Руководство Главлита разработало квалификационные характеристики, которым должен соответствовать каждый его сотрудник. Вот, например, “Требования к политредакторам Главлита по политико-идеологической группе”: “Содержание работы: философия, психология, социология, исторический материализм, обществоведение. Предъявляемые требования:
1.Серьезная теоретическая подготовка, умение пользоваться марксистко-ленинской методологией. 2.Достаточные навыки к критическому анализу рассматриваемого материала и умение делать обобщающие выводы об имеющихся или намечающихся тенденциях в данной области литературы – в целях сигнализации (так.-А.Б.) о них в ЦК. 3. Безусловная политическая выдержанность. 4. Партийный стаж – не менее 10 лет”.
Сотрудники “Иногруппы”, т.е. цензоры, проверяющие поступающую из-за рубежа литературу, также должны были обладать “способностью к критическому разбору иностранной литературы” – всё в тех “целях сигнализации о выявленных и намечающихся тенденциях в соответствующие советские и партийные органы” – но, кроме того, должны были знать не менее 2-х иностранных языков. Зато, в качестве, так сказать, “компенсации”, “необходимый партстаж” был снижен для них ровно в два раза – “не менее 5 лет”[17]. Меньше претензий вызывал, по-видимому, образовательный уровень цензурных кадров.
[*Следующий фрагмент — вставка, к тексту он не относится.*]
//! Commit assembly: options, identity and timestamp defaults, signing.

use tracing::debug;
use twig_crypto::Signer;
use twig_store::{Commit, CommitSignature};
use twig_types::{Identity, IdentityKind, ObjectId, Timestamp};

use crate::config::IdentitySource;
use crate::error::{TreeError, TreeResult};

/// Text encoding recorded on every commit.
pub const COMMIT_ENCODING: &str = "UTF-8";

/// What to record in a commit. Unset fields fall back to the session's
/// [`IdentitySource`] and then to built-in defaults.
#[derive(Clone, Debug, Default)]
pub struct CommitOptions {
    pub message: String,
    /// `Name <email>`; parsed and validated at commit time.
    pub committer: Option<String>,
    /// `Name <email>`; parsed and validated at commit time.
    pub author: Option<String>,
    pub commit_time: Option<Timestamp>,
    pub author_time: Option<Timestamp>,
    /// `Some(true)` / `Some(false)` force signing on or off; `None` defers to
    /// the configuration.
    pub sign: Option<bool>,
    pub signing_key: Option<String>,
}

impl CommitOptions {
    pub fn new(message: impl Into<String>) -> Self {
        Self {
            message: message.into(),
            ..Self::default()
        }
    }

    pub fn with_committer(mut self, identity: impl Into<String>) -> Self {
        self.committer = Some(identity.into());
        self
    }

    pub fn with_author(mut self, identity: impl Into<String>) -> Self {
        self.author = Some(identity.into());
        self
    }

    pub fn with_commit_time(mut self, time: Timestamp) -> Self {
        self.commit_time = Some(time);
        self
    }

    pub fn with_author_time(mut self, time: Timestamp) -> Self {
        self.author_time = Some(time);
        self
    }

    pub fn with_sign(mut self, sign: bool) -> Self {
        self.sign = Some(sign);
        self
    }

    /// Sign with the named key (implies signing).
    pub fn with_signing_key(mut self, key_id: impl Into<String>) -> Self {
        self.sign = Some(true);
        self.signing_key = Some(key_id.into());
        self
    }

    /// First line of the message.
    pub fn subject(&self) -> &str {
        self.message.lines().next().unwrap_or("")
    }

    fn identity(
        &self,
        kind: IdentityKind,
        source: &dyn IdentitySource,
    ) -> TreeResult<Identity> {
        let explicit = match kind {
            IdentityKind::Author => &self.author,
            IdentityKind::Committer => &self.committer,
        };
        let invalid = |e| TreeError::InvalidIdentity(kind, e);
        let identity = match explicit {
            Some(raw) => Identity::parse(raw).map_err(invalid)?,
            None => source.default_identity(kind).map_err(invalid)?,
        };
        identity.validate().map_err(invalid)?;
        Ok(identity)
    }
}

/// Reflog message for a commit moving a ref.
pub fn reflog_message(subject: &str, initial: bool) -> String {
    if initial {
        format!("commit (initial): {subject}")
    } else {
        format!("commit: {subject}")
    }
}

/// Build (and possibly sign) the commit object for `tree` on top of `head`.
///
/// Identities are resolved and validated before anything else, so an
/// invalid identity fails without side effects.
pub(crate) fn assemble(
    options: &CommitOptions,
    tree: ObjectId,
    head: Option<ObjectId>,
    source: &dyn IdentitySource,
    signer: Option<&dyn Signer>,
) -> TreeResult<Commit> {
    let committer = options.identity(IdentityKind::Committer, source)?;
    let author = options.identity(IdentityKind::Author, source)?;

    let commit_time = options.commit_time.unwrap_or_else(Timestamp::now_utc);
    let author_time = options.author_time.unwrap_or(commit_time);

    let mut commit = Commit {
        tree,
        parents: head.into_iter().collect(),
        author,
        author_time,
        committer,
        commit_time,
        encoding: COMMIT_ENCODING.to_string(),
        message: options.message.clone(),
        signature: None,
    };

    let sign = options
        .sign
        .unwrap_or_else(|| source.default_signing_requested());
    if sign {
        let key_id = options
            .signing_key
            .clone()
            .or_else(|| source.default_signing_key());
        let signer = signer
            .ok_or_else(|| TreeError::Signing("no signer configured".into()))?;
        let payload = commit.signing_payload()?;
        let signing_error = |e: twig_crypto::SignatureError| TreeError::Signing(e.to_string());
        let signature = signer
            .sign(&payload, key_id.as_deref())
            .map_err(signing_error)?;
        let public_key = signer
            .verifying_key(key_id.as_deref())
            .map_err(signing_error)?;
        debug!(key = ?key_id, "signed commit");
        commit.signature = Some(CommitSignature {
            key_id,
            public_key,
            signature,
        });
    }

    Ok(commit)
}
По некоторым данным число сотрудников с высшим образованием, работавших в местных органах Главлита, не превышало 8 %, тогда как с низшим достигало до 25-ти. Хотя кадровые инстанции свято следовали правилу, сформулированному И.Ильфом в “Записных книжках”, – “Классовое происхождение заменяет знание иностранных языков” – на практике, особенно поначалу, в 20-30 е годы, они вынуждены были волей-неволей отступать от него в связи с нехваткой “пролетарских подготовленных кадров”. Особенно это касалось все тех же Иностранных отделов, сотрудники которых должны были знать и “редкие”, языки, скандинавские, например. В 1936 г. Ленгорлит обратился в Обком партии с жалобой на отсутствие квалифицированных кадров в своем Иноотделе, представив список коммунистов, которых нужно “откомандировать” в его распоряжение, хотя бы и “без освобождения от их основной научной работы, но с тем, чтобы их работа в цензуре рассматривалась как серьезное партийное поручение, с соответствующей разгрузкой от дополнительных и основных рабочих обязанностей”. Перечислены, в основном сотрудники Института востоковедения Академии наук, например, “Папаян, член ВКП(б) с 1920 г., ученый секретарь института, “единственный в Ленинграде партиец-китаист”; однако он лишен возможности бесперебойно выполнять свои обязанности цензора китайской литературы, поскольку он является, кроме того, и секретарем институтского парткома. Начальник Ленгорлита предлагает освободить его от этой “общественной нагрузки”[18].
“Понижены” к цензорам иностранного отдела и требования классовой чистоты: вынуждены были прибегать изредка к услугам “бывших людей”, окончивших до революции гимназии и университеты. По данным Ленгорлита за 1930 г., в его составе числился даже один дворянин. 32 уполномоченных, кандидатуры которых “согласованы с Комитетами ВКП(б) и органами ОГПУ”, по социальному распоряжению распределялись так: “из рабочих -8 человек, из крестьян – 17, служащих, – 6, из дворян-1”.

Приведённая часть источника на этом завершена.